41 carte da gioco
prima stampa di
soli 20 mazzi
produzione Italia
Tipografia Lapis
di Castiglione di Cervia
titolo
ITALIANE N°16
disegni
Ermes Tricarico
anno
2025
misure
50 x 90 mm
Ulteriori informazioni
sul mazzo contattare
ermestric@gmail.com
I disegni di questo elegante mazzo, sono basati su quelli di un modello regionale italiano piuttosto diffuso nel centro nord Italia a fine 800, ma ormai scomparso.
Non è mai stato utilizzato un nome univoco per definirlo, quello che io ho scelto omaggia il nome datogli da Armanino di Genova; uno degli ultimi produttori assieme a Moscatelli di Viterbo e Viassone di Torino.
I disegni sono chiaramente simili a quelli delle Piacentine, e di conseguenza anche ai modelli “fratelli” come Romagnole, Viterbesi e Perugine.
Tratti identificativi del mazzo, sono il leone sul 4 di coppe, probabilmente derivato dai mazzi di Moscatelli, ed i particolari disegni degli assi.
L’asso di denari era talvolta rappresentato dall’aquila, come nelle attuali piacentine; mentre altri produttori come Wust di Francoforte e Baragioli di Firenze lo disegnavano con una corona di foglie, che circondava lo spazio bianco destinato al bollo fiscale.
Ecco spiegato perché troverete ben 2 assi di denari. Un ulteriore peculiarità è che nell’asso con la corona di foglie il seme di denari presenta una Cornucopia al centro, proprio come nei bolli fiscali in uso nel secolo precedente.
Altro elemento caratteristico sono le figure; non tutti sanno che alcune di esse somigliano a quelle di alcuni mazzi germanici, conosciuti come Darmstadt o Swabian pattern, anch’essi non più in uso da oltre un secolo. L’unter knabe di ghiande è ad esempio fin troppo identico al fante di denari, non credo si tratti di una banale coincidenza.

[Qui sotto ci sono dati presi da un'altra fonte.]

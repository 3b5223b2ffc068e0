// SPDX-FileCopyrightText: 2026 ArcheBase
//
// SPDX-License-Identifier: MulanPSL-2.0

//! File-level entry points.
//!
//! Every export encodes the whole payload in memory first and only then
//! touches the filesystem, so a failed encode never leaves a partial file
//! behind. Imports read the file in one go and decode through a
//! [`ModelRegistry`].
//!
//! ```rust,no_run
//! # fn main() -> Result<(), Box<dyn std::error::Error>> {
//! use radiocodec::io::{export_model, import_model};
//! use radiocodec::model::constructors::{configuration, ConfigurationParams};
//!
//! let config = configuration(&ConfigurationParams::example(4))?;
//! export_model("config.rdc", &config)?;
//! assert_eq!(import_model("config.rdc")?, config);
//! # Ok(())
//! # }
//! ```

pub mod detection;
pub mod options;

use std::fs;
use std::path::Path;

use tracing::{debug, info};

use crate::encoding::{compact, container};
use crate::model::sky::SkyModel;
use crate::model::{Model, ModelRegistry};
use crate::{CodecError, Result};

pub use detection::{detect_bytes, detect_format, DetectedFormat};
pub use options::{
    CodecConfig, Compression, ReaderBuilder, ReaderConfig, WriterBuilder, WriterConfig,
};

fn write_file(path: &Path, bytes: &[u8]) -> Result<()> {
    fs::write(path, bytes)?;
    info!(path = %path.display(), bytes = bytes.len(), "Wrote file");
    Ok(())
}

fn read_file(path: &Path, config: &ReaderConfig) -> Result<Vec<u8>> {
    let len = fs::metadata(path)?.len();
    config.check_size(&path.display().to_string(), len)?;
    let bytes = fs::read(path)?;
    debug!(path = %path.display(), bytes = bytes.len(), "Read file");
    Ok(bytes)
}

// ---------------------------------------------------------------------------
// Container files
// ---------------------------------------------------------------------------

/// Write models to a container file with explicit settings.
pub fn export_models_with<P: AsRef<Path>>(
    path: P,
    models: &[Model],
    config: &WriterConfig,
) -> Result<()> {
    let bytes = container::encode_models(models, config)?;
    write_file(path.as_ref(), &bytes)
}

/// Write models to a container file with default settings.
pub fn export_models<P: AsRef<Path>>(path: P, models: &[Model]) -> Result<()> {
    export_models_with(path, models, &WriterConfig::default())
}

/// Write a single model to a container file.
pub fn export_model<P: AsRef<Path>>(path: P, model: &Model) -> Result<()> {
    export_models(path, std::slice::from_ref(model))
}

/// Read every model from a container file with explicit settings.
pub fn import_models_with<P: AsRef<Path>>(
    path: P,
    config: &ReaderConfig,
    registry: &ModelRegistry,
) -> Result<Vec<Model>> {
    let bytes = read_file(path.as_ref(), config)?;
    container::decode_models(&bytes, config, registry)
}

/// Read every model from a container file.
pub fn import_models<P: AsRef<Path>>(path: P) -> Result<Vec<Model>> {
    import_models_with(path, &ReaderConfig::default(), ModelRegistry::standard())
}

/// Read a container file that holds exactly one model.
pub fn import_model<P: AsRef<Path>>(path: P) -> Result<Model> {
    let config = ReaderConfig::default();
    let bytes = read_file(path.as_ref(), &config)?;
    container::decode_model(&bytes, &config, ModelRegistry::standard())
}

/// Write sky models to a container file.
pub fn export_sky_models<P: AsRef<Path>>(
    path: P,
    models: &[SkyModel],
    config: &WriterConfig,
) -> Result<()> {
    let bytes = container::encode_sky_models(models, config)?;
    write_file(path.as_ref(), &bytes)
}

/// Read sky models from a container file.
pub fn import_sky_models<P: AsRef<Path>>(
    path: P,
    config: &ReaderConfig,
    registry: &ModelRegistry,
) -> Result<Vec<SkyModel>> {
    let bytes = read_file(path.as_ref(), config)?;
    container::decode_sky_models(&bytes, config, registry)
}

// ---------------------------------------------------------------------------
// Compact files
// ---------------------------------------------------------------------------

/// Write one model as a compact payload.
pub fn write_compact<P: AsRef<Path>>(path: P, model: &Model) -> Result<()> {
    let bytes = compact::encode_model(model)?;
    write_file(path.as_ref(), &bytes)
}

/// Read one model from a compact payload.
pub fn read_compact<P: AsRef<Path>>(path: P) -> Result<Model> {
    read_compact_with(path, &ReaderConfig::default(), ModelRegistry::standard())
}

pub fn read_compact_with<P: AsRef<Path>>(
    path: P,
    config: &ReaderConfig,
    registry: &ModelRegistry,
) -> Result<Model> {
    let bytes = read_file(path.as_ref(), config)?;
    compact::decode_model(&bytes, config, registry)
}

// ---------------------------------------------------------------------------
// Auto-detection
// ---------------------------------------------------------------------------

/// Read models from a file in either format.
///
/// The format is detected from the content, falling back to the extension.
/// A compact file yields a single model.
pub fn read_any<P: AsRef<Path>>(path: P) -> Result<Vec<Model>> {
    read_any_with(path, &ReaderConfig::default(), ModelRegistry::standard())
}

pub fn read_any_with<P: AsRef<Path>>(
    path: P,
    config: &ReaderConfig,
    registry: &ModelRegistry,
) -> Result<Vec<Model>> {
    let path = path.as_ref();
    let bytes = read_file(path, config)?;
    let detected = match detect_bytes(&bytes) {
        DetectedFormat::Unknown => detection::detect_from_extension(path),
        known => known,
    };
    debug!(path = %path.display(), format = ?detected, "Detected format");
    match detected {
        DetectedFormat::Container => container::decode_models(&bytes, config, registry),
        DetectedFormat::Compact => Ok(vec![compact::decode_model(&bytes, config, registry)?]),
        DetectedFormat::Unknown => Err(CodecError::malformed(
            path.display().to_string(),
            "unrecognised file format",
        )),
    }
}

L’origine di questo mazzo, certamente destinato all’utilizzo in Italia, sarà stato influenzato da alcuni mazzi tedeschi o forse è avvenuto l’esatto opposto?
Molto probabilmente questo resterà un mistero irrisolto.
Come era solito fare nell’800, anche io ho deciso di personalizzare leggermente i disegni, aggiungendo qualche decorazione ove non era presente, nel perfetto stile dell’epoca. Questa non è perciò una semplice ristampa, ma un mazzo inedito nella sua completezza, totalmente ridisegnato, ma nel totale rispetto del modello originale.